START EXCERPTED RECORDS
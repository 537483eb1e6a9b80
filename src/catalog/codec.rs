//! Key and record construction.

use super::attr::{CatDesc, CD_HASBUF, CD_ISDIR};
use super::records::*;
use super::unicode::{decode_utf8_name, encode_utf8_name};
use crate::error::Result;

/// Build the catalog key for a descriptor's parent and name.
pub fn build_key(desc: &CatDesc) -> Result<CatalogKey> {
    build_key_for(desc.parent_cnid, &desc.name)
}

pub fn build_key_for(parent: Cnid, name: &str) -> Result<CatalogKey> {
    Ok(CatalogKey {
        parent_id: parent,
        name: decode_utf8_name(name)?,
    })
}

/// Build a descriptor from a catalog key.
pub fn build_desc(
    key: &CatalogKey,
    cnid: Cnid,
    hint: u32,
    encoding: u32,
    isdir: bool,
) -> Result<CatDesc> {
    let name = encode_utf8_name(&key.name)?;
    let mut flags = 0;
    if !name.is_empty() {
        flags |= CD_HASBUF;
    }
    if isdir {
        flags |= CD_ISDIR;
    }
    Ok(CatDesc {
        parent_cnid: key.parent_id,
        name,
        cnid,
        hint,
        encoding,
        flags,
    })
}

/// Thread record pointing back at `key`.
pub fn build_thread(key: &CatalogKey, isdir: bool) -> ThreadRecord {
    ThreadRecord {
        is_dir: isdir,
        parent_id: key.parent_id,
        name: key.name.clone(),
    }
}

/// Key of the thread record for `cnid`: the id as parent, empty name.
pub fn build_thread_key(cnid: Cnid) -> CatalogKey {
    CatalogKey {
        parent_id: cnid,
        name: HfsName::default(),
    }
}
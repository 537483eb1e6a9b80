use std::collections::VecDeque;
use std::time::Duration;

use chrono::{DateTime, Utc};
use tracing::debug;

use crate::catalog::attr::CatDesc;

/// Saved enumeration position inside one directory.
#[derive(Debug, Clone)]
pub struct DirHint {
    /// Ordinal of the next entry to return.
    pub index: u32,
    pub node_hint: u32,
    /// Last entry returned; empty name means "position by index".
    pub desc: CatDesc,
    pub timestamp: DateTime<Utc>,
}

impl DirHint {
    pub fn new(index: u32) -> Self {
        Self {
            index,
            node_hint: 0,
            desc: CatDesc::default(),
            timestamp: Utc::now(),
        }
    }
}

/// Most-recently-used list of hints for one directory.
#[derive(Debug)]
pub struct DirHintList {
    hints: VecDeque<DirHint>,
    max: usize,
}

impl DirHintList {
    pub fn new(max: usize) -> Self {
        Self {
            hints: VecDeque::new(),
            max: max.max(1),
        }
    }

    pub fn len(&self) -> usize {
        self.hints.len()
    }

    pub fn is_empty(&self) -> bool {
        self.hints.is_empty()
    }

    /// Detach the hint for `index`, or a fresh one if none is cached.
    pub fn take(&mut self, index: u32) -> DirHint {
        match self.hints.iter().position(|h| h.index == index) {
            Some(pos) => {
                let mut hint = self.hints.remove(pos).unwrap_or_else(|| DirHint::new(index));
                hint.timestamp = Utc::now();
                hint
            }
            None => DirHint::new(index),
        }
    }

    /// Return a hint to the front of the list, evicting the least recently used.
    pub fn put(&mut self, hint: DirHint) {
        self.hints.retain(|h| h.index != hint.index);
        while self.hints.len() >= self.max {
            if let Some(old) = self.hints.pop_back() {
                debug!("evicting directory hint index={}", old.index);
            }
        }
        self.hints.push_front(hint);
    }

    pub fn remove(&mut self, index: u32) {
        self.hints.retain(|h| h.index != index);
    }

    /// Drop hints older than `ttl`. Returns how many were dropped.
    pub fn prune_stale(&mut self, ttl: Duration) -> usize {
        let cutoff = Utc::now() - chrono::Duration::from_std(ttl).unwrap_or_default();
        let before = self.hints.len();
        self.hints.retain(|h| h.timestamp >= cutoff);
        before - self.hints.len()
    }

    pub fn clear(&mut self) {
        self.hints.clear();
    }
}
END EXCERPTED RECORDS
START EXCERPTED RECORDS
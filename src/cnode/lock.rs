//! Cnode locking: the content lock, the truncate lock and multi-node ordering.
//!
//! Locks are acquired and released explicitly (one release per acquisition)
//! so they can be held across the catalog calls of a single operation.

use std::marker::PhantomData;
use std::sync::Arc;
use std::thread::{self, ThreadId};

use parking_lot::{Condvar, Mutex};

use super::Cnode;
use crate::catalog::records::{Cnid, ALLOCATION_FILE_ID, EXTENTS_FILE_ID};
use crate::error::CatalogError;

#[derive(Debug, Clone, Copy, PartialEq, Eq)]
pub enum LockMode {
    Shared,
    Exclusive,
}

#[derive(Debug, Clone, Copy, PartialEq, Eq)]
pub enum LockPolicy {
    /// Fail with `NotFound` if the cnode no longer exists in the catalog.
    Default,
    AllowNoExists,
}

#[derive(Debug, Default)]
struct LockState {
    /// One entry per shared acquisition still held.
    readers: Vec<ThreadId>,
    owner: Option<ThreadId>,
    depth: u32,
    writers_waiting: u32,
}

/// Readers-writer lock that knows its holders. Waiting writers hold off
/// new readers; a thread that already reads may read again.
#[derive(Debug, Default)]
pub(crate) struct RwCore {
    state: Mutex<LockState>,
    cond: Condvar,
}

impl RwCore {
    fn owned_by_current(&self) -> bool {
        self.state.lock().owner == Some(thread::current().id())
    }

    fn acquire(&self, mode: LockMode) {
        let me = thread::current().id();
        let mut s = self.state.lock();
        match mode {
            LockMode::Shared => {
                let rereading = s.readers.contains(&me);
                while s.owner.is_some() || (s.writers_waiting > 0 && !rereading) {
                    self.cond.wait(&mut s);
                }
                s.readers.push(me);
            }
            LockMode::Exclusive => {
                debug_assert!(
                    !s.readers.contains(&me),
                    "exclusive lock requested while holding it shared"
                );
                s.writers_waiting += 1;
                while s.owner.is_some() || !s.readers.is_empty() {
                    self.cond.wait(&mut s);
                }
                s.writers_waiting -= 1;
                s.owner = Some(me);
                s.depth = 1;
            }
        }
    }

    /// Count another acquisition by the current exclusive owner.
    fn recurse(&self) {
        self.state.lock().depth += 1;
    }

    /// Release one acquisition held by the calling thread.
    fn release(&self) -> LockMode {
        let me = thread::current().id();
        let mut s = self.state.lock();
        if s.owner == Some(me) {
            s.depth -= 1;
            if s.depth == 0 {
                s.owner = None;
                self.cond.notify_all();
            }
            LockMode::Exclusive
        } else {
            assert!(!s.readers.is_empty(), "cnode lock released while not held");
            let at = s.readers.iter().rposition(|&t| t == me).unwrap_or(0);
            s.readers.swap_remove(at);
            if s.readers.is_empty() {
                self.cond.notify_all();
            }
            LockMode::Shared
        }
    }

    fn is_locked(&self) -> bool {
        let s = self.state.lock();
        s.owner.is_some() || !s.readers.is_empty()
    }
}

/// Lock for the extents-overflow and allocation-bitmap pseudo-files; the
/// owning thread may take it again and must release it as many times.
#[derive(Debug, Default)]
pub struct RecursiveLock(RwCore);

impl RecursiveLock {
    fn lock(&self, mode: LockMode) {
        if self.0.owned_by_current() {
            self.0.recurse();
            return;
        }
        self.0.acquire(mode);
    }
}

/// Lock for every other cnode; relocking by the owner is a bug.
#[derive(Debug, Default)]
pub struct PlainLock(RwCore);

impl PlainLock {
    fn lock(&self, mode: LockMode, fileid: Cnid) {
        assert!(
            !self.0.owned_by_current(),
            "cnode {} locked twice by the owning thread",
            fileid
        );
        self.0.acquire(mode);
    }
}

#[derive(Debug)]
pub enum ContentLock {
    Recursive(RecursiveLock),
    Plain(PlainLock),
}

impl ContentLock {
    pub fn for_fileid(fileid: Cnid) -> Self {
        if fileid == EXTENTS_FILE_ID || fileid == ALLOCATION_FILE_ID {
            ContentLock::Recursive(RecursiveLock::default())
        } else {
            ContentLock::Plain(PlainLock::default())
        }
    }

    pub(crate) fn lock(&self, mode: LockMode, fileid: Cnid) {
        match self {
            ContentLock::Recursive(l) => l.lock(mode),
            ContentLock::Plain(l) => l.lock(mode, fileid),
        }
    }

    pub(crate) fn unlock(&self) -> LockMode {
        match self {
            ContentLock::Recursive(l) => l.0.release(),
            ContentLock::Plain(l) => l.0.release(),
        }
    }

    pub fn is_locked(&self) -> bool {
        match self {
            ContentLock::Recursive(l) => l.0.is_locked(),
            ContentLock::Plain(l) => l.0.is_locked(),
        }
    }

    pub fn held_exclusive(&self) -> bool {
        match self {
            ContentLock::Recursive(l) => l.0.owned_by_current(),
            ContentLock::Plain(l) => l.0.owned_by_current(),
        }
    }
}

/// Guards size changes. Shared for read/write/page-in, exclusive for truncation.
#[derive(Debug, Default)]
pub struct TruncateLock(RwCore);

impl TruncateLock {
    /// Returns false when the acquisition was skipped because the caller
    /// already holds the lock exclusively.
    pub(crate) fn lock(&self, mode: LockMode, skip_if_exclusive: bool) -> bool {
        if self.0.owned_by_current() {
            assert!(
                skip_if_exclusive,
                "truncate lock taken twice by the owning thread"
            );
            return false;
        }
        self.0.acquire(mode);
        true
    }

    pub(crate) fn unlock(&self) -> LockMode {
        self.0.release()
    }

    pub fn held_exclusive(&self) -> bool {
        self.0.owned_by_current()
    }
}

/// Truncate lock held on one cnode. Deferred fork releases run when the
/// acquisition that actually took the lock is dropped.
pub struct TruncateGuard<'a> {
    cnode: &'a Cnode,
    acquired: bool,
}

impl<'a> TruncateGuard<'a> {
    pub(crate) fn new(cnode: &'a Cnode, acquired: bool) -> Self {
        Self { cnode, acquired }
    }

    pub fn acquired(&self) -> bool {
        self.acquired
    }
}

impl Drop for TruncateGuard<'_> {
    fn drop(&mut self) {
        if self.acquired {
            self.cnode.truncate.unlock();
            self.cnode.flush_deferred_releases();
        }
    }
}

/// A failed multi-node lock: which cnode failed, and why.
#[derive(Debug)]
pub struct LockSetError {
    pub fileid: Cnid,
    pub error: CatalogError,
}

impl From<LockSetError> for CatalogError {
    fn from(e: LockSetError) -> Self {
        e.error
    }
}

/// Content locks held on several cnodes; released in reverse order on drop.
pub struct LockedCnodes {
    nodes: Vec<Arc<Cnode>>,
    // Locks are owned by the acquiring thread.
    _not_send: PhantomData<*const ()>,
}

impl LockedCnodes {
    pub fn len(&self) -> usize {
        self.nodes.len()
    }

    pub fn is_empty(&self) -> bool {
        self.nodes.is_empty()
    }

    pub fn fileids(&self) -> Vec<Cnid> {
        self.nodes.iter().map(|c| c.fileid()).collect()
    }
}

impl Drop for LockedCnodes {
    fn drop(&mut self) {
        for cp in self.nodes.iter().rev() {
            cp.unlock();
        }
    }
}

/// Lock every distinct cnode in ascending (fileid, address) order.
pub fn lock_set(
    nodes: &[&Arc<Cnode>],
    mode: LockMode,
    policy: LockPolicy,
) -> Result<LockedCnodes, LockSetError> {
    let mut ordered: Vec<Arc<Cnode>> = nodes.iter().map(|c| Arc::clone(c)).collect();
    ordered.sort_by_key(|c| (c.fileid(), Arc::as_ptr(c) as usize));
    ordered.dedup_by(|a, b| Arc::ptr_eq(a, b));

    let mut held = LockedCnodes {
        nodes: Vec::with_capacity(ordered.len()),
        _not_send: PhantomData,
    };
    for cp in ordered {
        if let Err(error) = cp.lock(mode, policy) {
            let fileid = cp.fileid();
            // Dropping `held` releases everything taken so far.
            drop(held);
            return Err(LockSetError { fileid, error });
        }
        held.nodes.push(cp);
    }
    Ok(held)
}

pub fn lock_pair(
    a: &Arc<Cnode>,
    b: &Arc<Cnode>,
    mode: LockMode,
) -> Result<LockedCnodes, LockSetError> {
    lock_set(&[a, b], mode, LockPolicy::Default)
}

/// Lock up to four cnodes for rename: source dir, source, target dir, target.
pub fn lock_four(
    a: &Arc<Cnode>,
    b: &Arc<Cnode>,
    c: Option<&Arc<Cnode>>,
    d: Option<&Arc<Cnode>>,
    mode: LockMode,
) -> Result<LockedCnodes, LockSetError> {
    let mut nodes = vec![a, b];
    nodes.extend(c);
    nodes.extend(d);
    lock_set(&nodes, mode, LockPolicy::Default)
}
END EXCERPTED RECORDS
# WHAT YOU HAVE TO DO
Across the records above, show each line containing the word "entry".

# RESPONSE AREA
    /// Ordinal of the next entry to return.
    /// Last entry returned; empty name means "position by index".
    /// One entry per shared acquisition still held.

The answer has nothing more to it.